Saved entries:
----------

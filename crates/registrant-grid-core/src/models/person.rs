use chrono::NaiveDate;
use serde::{Deserialize, Serialize};

use crate::utils::format_phone;

#[derive(Debug, Clone, Copy, PartialEq, Eq, Hash, Default, Serialize, Deserialize)]
pub enum Gender {
    #[default]
    Unknown,
    Male,
    Female,
}

impl Gender {
    /// Parse a stored gender value. Accepts the variant name (any case) or
    /// its numeric value (0 = Unknown, 1 = Male, 2 = Female).
    pub fn parse(value: &str) -> Option<Self> {
        let value = value.trim();
        match value.to_ascii_lowercase().as_str() {
            "unknown" | "0" => Some(Gender::Unknown),
            "male" | "1" => Some(Gender::Male),
            "female" | "2" => Some(Gender::Female),
            _ => None,
        }
    }

    pub fn as_number(&self) -> u8 {
        match self {
            Gender::Unknown => 0,
            Gender::Male => 1,
            Gender::Female => 2,
        }
    }
}

impl std::fmt::Display for Gender {
    fn fmt(&self, f: &mut std::fmt::Formatter<'_>) -> std::fmt::Result {
        match self {
            Gender::Unknown => write!(f, "Unknown"),
            Gender::Male => write!(f, "Male"),
            Gender::Female => write!(f, "Female"),
        }
    }
}

#[derive(Debug, Clone, Serialize, Deserialize)]
pub struct Person {
    pub id: i64,
    #[serde(rename = "firstName")]
    pub first_name: String,
    #[serde(rename = "nickName", default)]
    pub nick_name: Option<String>,
    #[serde(rename = "middleName", default)]
    pub middle_name: Option<String>,
    #[serde(rename = "lastName")]
    pub last_name: String,
    #[serde(default)]
    pub email: Option<String>,
    #[serde(rename = "birthDate", default)]
    pub birth_date: Option<NaiveDate>,
    #[serde(rename = "anniversaryDate", default)]
    pub anniversary_date: Option<NaiveDate>,
    #[serde(rename = "graduationYear", default)]
    pub graduation_year: Option<i32>,
    #[serde(default)]
    pub gender: Gender,
    #[serde(rename = "maritalStatusValueId", default)]
    pub marital_status_value_id: Option<i64>,
}

impl Person {
    /// Preferred name: the nick name when set, otherwise the legal first name.
    pub fn preferred_name(&self) -> &str {
        self.nick_name
            .as_deref()
            .filter(|n| !n.is_empty())
            .unwrap_or(&self.first_name)
    }

    pub fn full_name(&self) -> String {
        format!("{} {}", self.preferred_name(), self.last_name)
    }

    pub fn full_name_reversed(&self) -> String {
        format!("{}, {}", self.last_name, self.preferred_name())
    }
}

#[derive(Debug, Clone, Copy, PartialEq, Eq, Hash, PartialOrd, Ord, Serialize, Deserialize)]
pub enum PhoneKind {
    Mobile,
    Home,
    Work,
}

impl std::fmt::Display for PhoneKind {
    fn fmt(&self, f: &mut std::fmt::Formatter<'_>) -> std::fmt::Result {
        match self {
            PhoneKind::Mobile => write!(f, "Mobile"),
            PhoneKind::Home => write!(f, "Home"),
            PhoneKind::Work => write!(f, "Work"),
        }
    }
}

#[derive(Debug, Clone, Serialize, Deserialize)]
pub struct PhoneNumber {
    #[serde(rename = "personId")]
    pub person_id: i64,
    /// Digits only.
    pub number: String,
    pub kind: PhoneKind,
    #[serde(rename = "isUnlisted", default)]
    pub is_unlisted: bool,
}

impl PhoneNumber {
    pub fn formatted(&self) -> String {
        format_phone(&self.number)
    }

    /// Text shown in a grid cell
    pub fn display(&self) -> String {
        if self.is_unlisted {
            "Unlisted".to_string()
        } else {
            self.formatted()
        }
    }
}

#[derive(Debug, Clone, Serialize, Deserialize)]
pub struct Location {
    #[serde(rename = "personId")]
    pub person_id: i64,
    pub street1: Option<String>,
    #[serde(default)]
    pub street2: Option<String>,
    pub city: Option<String>,
    pub state: Option<String>,
    #[serde(rename = "postalCode")]
    pub postal_code: Option<String>,
}

impl Location {
    pub fn formatted(&self) -> Option<String> {
        let street1 = self.street1.as_deref().unwrap_or("").trim();
        let street2 = self.street2.as_deref().unwrap_or("").trim();
        let city = self.city.as_deref().unwrap_or("");
        let state = self.state.as_deref().unwrap_or("");
        let zip = self.postal_code.as_deref().unwrap_or("");

        if street1.is_empty() && city.is_empty() {
            return None;
        }

        let street = if street2.is_empty() {
            street1.to_string()
        } else {
            format!("{} {}", street1, street2)
        };
        Some(format!("{}, {}, {} {}", street, city, state, zip).trim().to_string())
    }
}

#[cfg(test)]
mod tests {
    use super::*;

    fn person(first: &str, nick: Option<&str>) -> Person {
        Person {
            id: 1,
            first_name: first.to_string(),
            nick_name: nick.map(String::from),
            middle_name: None,
            last_name: "Doe".to_string(),
            email: None,
            birth_date: None,
            anniversary_date: None,
            graduation_year: None,
            gender: Gender::Unknown,
            marital_status_value_id: None,
        }
    }

    #[test]
    fn test_preferred_name() {
        assert_eq!(person("Jonathan", Some("Jon")).preferred_name(), "Jon");
        assert_eq!(person("Jonathan", Some("")).preferred_name(), "Jonathan");
        assert_eq!(person("Jonathan", None).full_name_reversed(), "Doe, Jonathan");
    }

    #[test]
    fn test_gender_parse() {
        assert_eq!(Gender::parse("Female"), Some(Gender::Female));
        assert_eq!(Gender::parse("1"), Some(Gender::Male));
        assert_eq!(Gender::parse(""), None);
    }

    #[test]
    fn test_phone_display() {
        let mut phone = PhoneNumber {
            person_id: 1,
            number: "5551234567".to_string(),
            kind: PhoneKind::Mobile,
            is_unlisted: false,
        };
        assert_eq!(phone.display(), "(555) 123-4567");
        phone.is_unlisted = true;
        assert_eq!(phone.display(), "Unlisted");
    }

    #[test]
    fn test_location_formatted() {
        let loc = Location {
            person_id: 1,
            street1: Some("12 Main St".to_string()),
            street2: Some("Apt 4".to_string()),
            city: Some("Springfield".to_string()),
            state: Some("IL".to_string()),
            postal_code: Some("62701".to_string()),
        };
        assert_eq!(loc.formatted().as_deref(), Some("12 Main St Apt 4, Springfield, IL 62701"));

        let empty = Location {
            person_id: 1,
            street1: None,
            street2: None,
            city: None,
            state: Some("IL".to_string()),
            postal_code: None,
        };
        assert!(empty.formatted().is_none());
    }
}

----------

Task details: Extract all of the data above and output it character for character.

Output below:
filename crates/registrant-grid-core/src/models/person.rs
use chrono::NaiveDate;
use serde::{Deserialize, Serialize};

use crate::utils::format_phone;

#[derive(Debug, Clone, Copy, PartialEq, Eq, Hash, Default, Serialize, Deserialize)]
pub enum Gender {
    #[default]
    Unknown,
    Male,
    Female,
}

impl Gender {
    /// Parse a stored gender value. Accepts the variant name (any case) or
    /// its numeric value (0 = Unknown, 1 = Male, 2 = Female).
    pub fn parse(value: &str) -> Option<Self> {
        let value = value.trim();
        match value.to_ascii_lowercase().as_str() {
            "unknown" | "0" => Some(Gender::Unknown),
            "male" | "1" => Some(Gender::Male),
            "female" | "2" => Some(Gender::Female),
            _ => None,
        }
    }

    pub fn as_number(&self) -> u8 {
        match self {
            Gender::Unknown => 0,
            Gender::Male => 1,
            Gender::Female => 2,
        }
    }
}

impl std::fmt::Display for Gender {
    fn fmt(&self, f: &mut std::fmt::Formatter<'_>) -> std::fmt::Result {
        match self {
            Gender::Unknown => write!(f, "Unknown"),
            Gender::Male => write!(f, "Male"),
            Gender::Female => write!(f, "Female"),
        }
    }
}

#[derive(Debug, Clone, Serialize, Deserialize)]
pub struct Person {
    pub id: i64,
    #[serde(rename = "firstName")]
    pub first_name: String,
    #[serde(rename = "nickName", default)]
    pub nick_name: Option<String>,
    #[serde(rename = "middleName", default)]
    pub middle_name: Option<String>,
    #[serde(rename = "lastName")]
    pub last_name: String,
    #[serde(default)]
    pub email: Option<String>,
    #[serde(rename = "birthDate", default)]
    pub birth_date: Option<NaiveDate>,
    #[serde(rename = "anniversaryDate", default)]
    pub anniversary_date: Option<NaiveDate>,
    #[serde(rename = "graduationYear", default)]
    pub graduation_year: Option<i32>,
    #[serde(default)]
    pub gender: Gender,
    #[serde(rename = "maritalStatusValueId", default)]
    pub marital_status_value_id: Option<i64>,
}

impl Person {
    /// Preferred name: the nick name when set, otherwise the legal first name.
    pub fn preferred_name(&self) -> &str {
        self.nick_name
            .as_deref()
            .filter(|n| !n.is_empty())
            .unwrap_or(&self.first_name)
    }

    pub fn full_name(&self) -> String {
        format!("{} {}", self.preferred_name(), self.last_name)
    }

    pub fn full_name_reversed(&self) -> String {
        format!("{}, {}", self.last_name, self.preferred_name())
    }
}

#[derive(Debug, Clone, Copy, PartialEq, Eq, Hash, PartialOrd, Ord, Serialize, Deserialize)]
pub enum PhoneKind {
    Mobile,
    Home,
    Work,
}

impl std::fmt::Display for PhoneKind {
    fn fmt(&self, f: &mut std::fmt::Formatter<'_>) -> std::fmt::Result {
        match self {
            PhoneKind::Mobile => write!(f, "Mobile"),
            PhoneKind::Home => write!(f, "Home"),
            PhoneKind::Work => write!(f, "Work"),
        }
    }
}

#[derive(Debug, Clone, Serialize, Deserialize)]
pub struct PhoneNumber {
    #[serde(rename = "personId")]
    pub person_id: i64,
    /// Digits only.
    pub number: String,
    pub kind: PhoneKind,
    #[serde(rename = "isUnlisted", default)]
    pub is_unlisted: bool,
}

impl PhoneNumber {
    pub fn formatted(&self) -> String {
        format_phone(&self.number)
    }

    /// Text shown in a grid cell
    pub fn display(&self) -> String {
        if self.is_unlisted {
            "Unlisted".to_string()
        } else {
            self.formatted()
        }
    }
}

#[derive(Debug, Clone, Serialize, Deserialize)]
pub struct Location {
    #[serde(rename = "personId")]
    pub person_id: i64,
    pub street1: Option<String>,
    #[serde(default)]
    pub street2: Option<String>,
    pub city: Option<String>,
    pub state: Option<String>,
    #[serde(rename = "postalCode")]
    pub postal_code: Option<String>,
}

impl Location {
    pub fn formatted(&self) -> Option<String> {
        let street1 = self.street1.as_deref().unwrap_or("").trim();
        let street2 = self.street2.as_deref().unwrap_or("").trim();
        let city = self.city.as_deref().unwrap_or("");
        let state = self.state.as_deref().unwrap_or("");
        let zip = self.postal_code.as_deref().unwrap_or("");

        if street1.is_empty() && city.is_empty() {
            return None;
        }

        let street = if street2.is_empty() {
            street1.to_string()
        } else {
            format!("{} {}", street1, street2)
        };
        Some(format!("{}, {}, {} {}", street, city, state, zip).trim().to_string())
    }
}

#[cfg(test)]
mod tests {
    use super::*;

    fn person(first: &str, nick: Option<&str>) -> Person {
        Person {
            id: 1,
            first_name: first.to_string(),
            nick_name: nick.map(String::from),
            middle_name: None,
            last_name: "Doe".to_string(),
            email: None,
            birth_date: None,
            anniversary_date: None,
            graduation_year: None,
            gender: Gender::Unknown,
            marital_status_value_id: None,
        }
    }

    #[test]
    fn test_preferred_name() {
        assert_eq!(person("Jonathan", Some("Jon")).preferred_name(), "Jon");
        assert_eq!(person("Jonathan", Some("")).preferred_name(), "Jonathan");
        assert_eq!(person("Jonathan", None).full_name_reversed(), "Doe, Jonathan");
    }

    #[test]
    fn test_gender_parse() {
        assert_eq!(Gender::parse("Female"), Some(Gender::Female));
        assert_eq!(Gender::parse("1"), Some(Gender::Male));
        assert_eq!(Gender::parse(""), None);
    }

    #[test]
    fn test_phone_display() {
        let mut phone = PhoneNumber {
            person_id: 1,
            number: "5551234567".to_string(),
            kind: PhoneKind::Mobile,
            is_unlisted: false,
        };
        assert_eq!(phone.display(), "(555) 123-4567");
        phone.is_unlisted = true;
        assert_eq!(phone.display(), "Unlisted");
    }

    #[test]
    fn test_location_formatted() {
        let loc = Location {
            person_id: 1,
            street1: Some("12 Main St".to_string()),
            street2: Some("Apt 4".to_string()),
            city: Some("Springfield".to_string()),
            state: Some("IL".to_string()),
            postal_code: Some("62701".to_string()),
        };
        assert_eq!(loc.formatted().as_deref(), Some("12 Main St Apt 4, Springfield, IL 62701"));

        let empty = Location {
            person_id: 1,
            street1: None,
            street2: None,
            city: None,
            state: Some("IL".to_string()),
            postal_code: None,
        };
        assert!(empty.formatted().is_none());
    }
}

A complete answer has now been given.